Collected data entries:
*** Block opens ***

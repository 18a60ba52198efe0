// Copyright (c) 2025 Kirky.X
//
// Licensed under the MIT License
// See LICENSE file in the project root for full license information.

use crate::domain::models::transition::{ActingUser, ItemDetails, TransitionEvent};
use crate::domain::models::webhook::{
    DispatchOutcome, DispatchResult, TransitionOptions, WebhookConfig, WebhookMethod,
};
use crate::domain::services::notification_service::UserMessage;
use crate::domain::services::webhook_service::DispatchError;
use crate::infrastructure::repositories::item_repo_impl::InMemoryItemRepository;
use chrono::{DateTime, Utc};
use serde::{Deserialize, Deserializer, Serialize};
use std::collections::HashMap;
use std::sync::Arc;
use validator::Validate;

/// 流转完成通知
///
/// 宿主在流转完成后发送，条目信息已由宿主解析好
#[derive(Debug, Deserialize, Validate)]
pub struct TransitionNotificationDto {
    /// 上下文，形如 `com_content.article`
    #[validate(length(min = 1))]
    pub extension: String,
    #[serde(default, rename = "extensionName")]
    pub extension_name: Option<String>,
    /// 受影响条目ID，允许数字字符串
    #[serde(default, deserialize_with = "deserialize_item_ids")]
    pub pks: Vec<i64>,
    #[validate(nested)]
    pub transition: TransitionDto,
    pub user: ActingUser,
    #[serde(default)]
    pub items: HashMap<i64, ItemDetails>,
}

#[derive(Debug, Deserialize, Validate)]
pub struct TransitionDto {
    /// 目标阶段标题
    #[serde(alias = "to_stage")]
    #[validate(length(min = 1))]
    pub to_stage_title: String,
    #[serde(default)]
    pub options: TransitionOptions,
}

impl TransitionNotificationDto {
    /// 拆分为领域事件和Webhook配置
    pub fn into_parts(self) -> (TransitionEvent, WebhookConfig) {
        let config = WebhookConfig::from_options(&self.transition.options);
        let event = TransitionEvent {
            context_key: self.extension,
            extension_name: self.extension_name,
            item_ids: self.pks,
            to_stage_name: self.transition.to_stage_title,
            acting_user: self.user,
            item_lookup: Arc::new(InMemoryItemRepository::new(self.items)),
        };
        (event, config)
    }
}

/// 宿主传来的ID可能是数字或数字字符串，无法转换的ID会被丢弃
fn deserialize_item_ids<'de, D>(deserializer: D) -> Result<Vec<i64>, D::Error>
where
    D: Deserializer<'de>,
{
    let raw = Vec::<serde_json::Value>::deserialize(deserializer)?;
    Ok(raw
        .into_iter()
        .filter_map(|value| match value {
            serde_json::Value::Number(n) => n.as_i64(),
            serde_json::Value::String(s) => s.trim().parse().ok(),
            _ => None,
        })
        .collect())
}

/// 单个条目的处理结果
#[derive(Debug, Serialize)]
pub struct DispatchResultDto {
    pub item_id: i64,
    /// sent / skipped / failed
    pub status: &'static str,
    #[serde(skip_serializing_if = "Option::is_none")]
    pub method: Option<WebhookMethod>,
    #[serde(skip_serializing_if = "Option::is_none")]
    pub http_status: Option<u16>,
    #[serde(skip_serializing_if = "Option::is_none")]
    pub reason: Option<&'static str>,
    #[serde(skip_serializing_if = "Option::is_none")]
    pub error: Option<String>,
    pub dispatched_at: DateTime<Utc>,
}

impl From<DispatchResult> for DispatchResultDto {
    fn from(result: DispatchResult) -> Self {
        let method = result.call.as_ref().map(|c| c.method);
        let (status, http_status, reason, error) = match result.outcome {
            DispatchOutcome::Sent { status, .. } => ("sent", Some(status), None, None),
            DispatchOutcome::Skipped(reason) => ("skipped", None, Some(reason.as_str()), None),
            DispatchOutcome::Failed(e) => {
                let http_status = match &e {
                    DispatchError::HttpStatus { status, .. } => Some(*status),
                    _ => None,
                };
                ("failed", http_status, Some(e.reason()), Some(e.to_string()))
            }
        };

        Self {
            item_id: result.item_id,
            status,
            method,
            http_status,
            reason,
            error,
            dispatched_at: result.dispatched_at,
        }
    }
}

/// 通知处理响应
#[derive(Debug, Serialize)]
pub struct TransitionNotificationResponseDto {
    pub results: Vec<DispatchResultDto>,
    pub messages: Vec<UserMessage>,
}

*** Block closes ***

EXERCISE GOAL:
Return all of the data exactly as it reads.

REPLY TO THE EXERCISE:
repository 18a60ba52198efe0
// Copyright (c) 2025 Kirky.X
//
// Licensed under the MIT License
// See LICENSE file in the project root for full license information.

use crate::domain::models::transition::{ActingUser, ItemDetails, TransitionEvent};
use crate::domain::models::webhook::{
    DispatchOutcome, DispatchResult, TransitionOptions, WebhookConfig, WebhookMethod,
};
use crate::domain::services::notification_service::UserMessage;
use crate::domain::services::webhook_service::DispatchError;
use crate::infrastructure::repositories::item_repo_impl::InMemoryItemRepository;
use chrono::{DateTime, Utc};
use serde::{Deserialize, Deserializer, Serialize};
use std::collections::HashMap;
use std::sync::Arc;
use validator::Validate;

/// 流转完成通知
///
/// 宿主在流转完成后发送，条目信息已由宿主解析好
#[derive(Debug, Deserialize, Validate)]
pub struct TransitionNotificationDto {
    /// 上下文，形如 `com_content.article`
    #[validate(length(min = 1))]
    pub extension: String,
    #[serde(default, rename = "extensionName")]
    pub extension_name: Option<String>,
    /// 受影响条目ID，允许数字字符串
    #[serde(default, deserialize_with = "deserialize_item_ids")]
    pub pks: Vec<i64>,
    #[validate(nested)]
    pub transition: TransitionDto,
    pub user: ActingUser,
    #[serde(default)]
    pub items: HashMap<i64, ItemDetails>,
}

#[derive(Debug, Deserialize, Validate)]
pub struct TransitionDto {
    /// 目标阶段标题
    #[serde(alias = "to_stage")]
    #[validate(length(min = 1))]
    pub to_stage_title: String,
    #[serde(default)]
    pub options: TransitionOptions,
}

impl TransitionNotificationDto {
    /// 拆分为领域事件和Webhook配置
    pub fn into_parts(self) -> (TransitionEvent, WebhookConfig) {
        let config = WebhookConfig::from_options(&self.transition.options);
        let event = TransitionEvent {
            context_key: self.extension,
            extension_name: self.extension_name,
            item_ids: self.pks,
            to_stage_name: self.transition.to_stage_title,
            acting_user: self.user,
            item_lookup: Arc::new(InMemoryItemRepository::new(self.items)),
        };
        (event, config)
    }
}

/// 宿主传来的ID可能是数字或数字字符串，无法转换的ID会被丢弃
fn deserialize_item_ids<'de, D>(deserializer: D) -> Result<Vec<i64>, D::Error>
where
    D: Deserializer<'de>,
{
    let raw = Vec::<serde_json::Value>::deserialize(deserializer)?;
    Ok(raw
        .into_iter()
        .filter_map(|value| match value {
            serde_json::Value::Number(n) => n.as_i64(),
            serde_json::Value::String(s) => s.trim().parse().ok(),
            _ => None,
        })
        .collect())
}

/// 单个条目的处理结果
#[derive(Debug, Serialize)]
pub struct DispatchResultDto {
    pub item_id: i64,
    /// sent / skipped / failed
    pub status: &'static str,
    #[serde(skip_serializing_if = "Option::is_none")]
    pub method: Option<WebhookMethod>,
    #[serde(skip_serializing_if = "Option::is_none")]
    pub http_status: Option<u16>,
    #[serde(skip_serializing_if = "Option::is_none")]
    pub reason: Option<&'static str>,
    #[serde(skip_serializing_if = "Option::is_none")]
    pub error: Option<String>,
    pub dispatched_at: DateTime<Utc>,
}

impl From<DispatchResult> for DispatchResultDto {
    fn from(result: DispatchResult) -> Self {
        let method = result.call.as_ref().map(|c| c.method);
        let (status, http_status, reason, error) = match result.outcome {
            DispatchOutcome::Sent { status, .. } => ("sent", Some(status), None, None),
            DispatchOutcome::Skipped(reason) => ("skipped", None, Some(reason.as_str()), None),
            DispatchOutcome::Failed(e) => {
                let http_status = match &e {
                    DispatchError::HttpStatus { status, .. } => Some(*status),
                    _ => None,
                };
                ("failed", http_status, Some(e.reason()), Some(e.to_string()))
            }
        };

        Self {
            item_id: result.item_id,
            status,
            method,
            http_status,
            reason,
            error,
            dispatched_at: result.dispatched_at,
        }
    }
}

/// 通知处理响应
#[derive(Debug, Serialize)]
pub struct TransitionNotificationResponseDto {
    pub results: Vec<DispatchResultDto>,
    pub messages: Vec<UserMessage>,
}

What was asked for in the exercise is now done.